EigenLayer is the protocol that made this idea real, and it's worth checking in on, because the thing that defines whether restaking works isn't the rewards. It's the punishment.
Slashing is the whole game
Here's the part people glossed over during the hype. A security system that can't punish bad behavior isn't security. It's a tip jar. For a long stretch, EigenLayer was exactly that, billions deposited, fat APYs advertised, and no actual teeth. You couldn't lose your stake for misbehaving because slashing wasn't on.
That changed. Slashing went live on mainnet on April 17, 2025, opt-in by design. Operators and stakers choose which conditions they accept. But once they commit, the risk is real, and that single switch turned restaking from a marketing slogan into something resembling a market for trust.
I cannot overstate how much this matters. Before slashing, "EigenLayer secures this service" meant nothing enforceable. After, it means a validator who cheats or goes offline can actually get their capital cut. That's the difference between a guard who's armed and one who's holding a foam sword.
What you're really signing up for
The pitch is shared security. One pool of staked ETH backing many services at once, what EigenLayer calls AVSs, Actively Validated Services, things like data-availability layers and oracle networks that need their own crypto-economic guarantees but can't bootstrap a multi-billion-dollar validator set from scratch. Instead of every new protocol begging for its own stakers, they rent security from a pool that's already there.
Smart. Also dangerous, and the danger is correlation.
If your stake backs ten services and they share failure conditions, one bad event can hit all ten. EigenLayer's answer is to let stake get allocated to specific Operator Sets, so the same ETH isn't freely exposed across every AVS at once. It reduces the blast radius. It doesn't erase it. You're still trusting that the operators you delegate to picked sane commitments, and that the AVSs they serve wrote slashing conditions that won't nuke honest participants on a technicality.
This is the trade nobody puts on the yield calculator. The extra few percent comes with extra ways to lose.
EigenCloud and the pivot
The other thing that's happened is a rebrand of ambition. EigenLayer's been folding itself into a bigger story called EigenCloud, and the review material got fully refreshed in May 2026 to cover it. EigenDA for data availability. EigenAI. EigenCompute. The idea stretched from "restake ETH to secure other chains' infra" to "use restaked trust as a base layer for verifiable cloud-style services." More than $15 billion was locked in the protocol as of February 2026, so there's real weight behind the pivot.
I'm of two minds. On one side, expanding what restaked capital can verify is genuinely the most interesting frontier in crypto infrastructure right now, more interesting to me than another general-purpose chain nobody asked for. On the other, every new product is a new surface where slashing logic could go wrong, and complexity is where exploits breed. A year of live slashing with major slashing events staying rare is encouraging. It's not proof the design holds at scale.

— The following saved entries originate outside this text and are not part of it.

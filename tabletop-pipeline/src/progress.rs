//! Pipeline progress reporting.

/// Trait for receiving progress updates from a pipeline pass.
pub trait PipelineProgress {
    /// Called after each entry or id is processed.
    fn on_item(&self, current: usize, total: usize, label: &str);

    /// Called when a phase starts (e.g., "Resolving 120 entries").
    fn on_phase(&self, message: &str);

    /// Called when the pass is complete.
    fn on_complete(&self, message: &str);
}

/// A no-op progress reporter that discards all updates.
pub struct SilentProgress;

impl PipelineProgress for SilentProgress {
    fn on_item(&self, _current: usize, _total: usize, _label: &str) {}
    fn on_phase(&self, _message: &str) {}
    fn on_complete(&self, _message: &str) {}
}

/// A progress reporter that logs to the `log` crate.
pub struct LogProgress;

impl PipelineProgress for LogProgress {
    fn on_item(&self, current: usize, total: usize, label: &str) {
        if current.is_multiple_of(25) || current == total {
            log::info!("  [{}/{}] {}", current, total, label);
        }
    }

    fn on_phase(&self, message: &str) {
        log::info!("{}", message);
    }

    fn on_complete(&self, message: &str) {
        log::info!("{}", message);
    }
}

The tooling isn't there yet, and that's my real worry
Here's what bugs me. If restaking is a market for risk, users need to price that risk, and right now they mostly can't. EigenLayer has proposed an operator safety score and an AVS risk-rating system to help people understand what they're actually exposed to. As of mid-2026, those tools are still developing, not deployed.
Read that again. Stake is live. Slashing is live. The dashboards that tell a regular person whether an operator is reckless are still on the roadmap. So a lot of folks are delegating into Operator Sets they can't properly evaluate, chasing yield they can see while the risk stays fuzzy. That's the exact setup that ends in someone getting slashed and screaming they were never warned.
Where I land
Restaking is a real primitive, not a fad. Slashing made it honest. EigenCloud makes it ambitious. But the gap between live capital and mature risk tooling is the soft spot, and until the safety scores actually ship and get tested by a real slashing event with real losses, I'd treat restaking yield as paid compensation for risk you can't fully see, not as a bonus on top of staking. Earn it if you understand it. And if you can't explain which conditions could slash your stake, you don't understand it yet.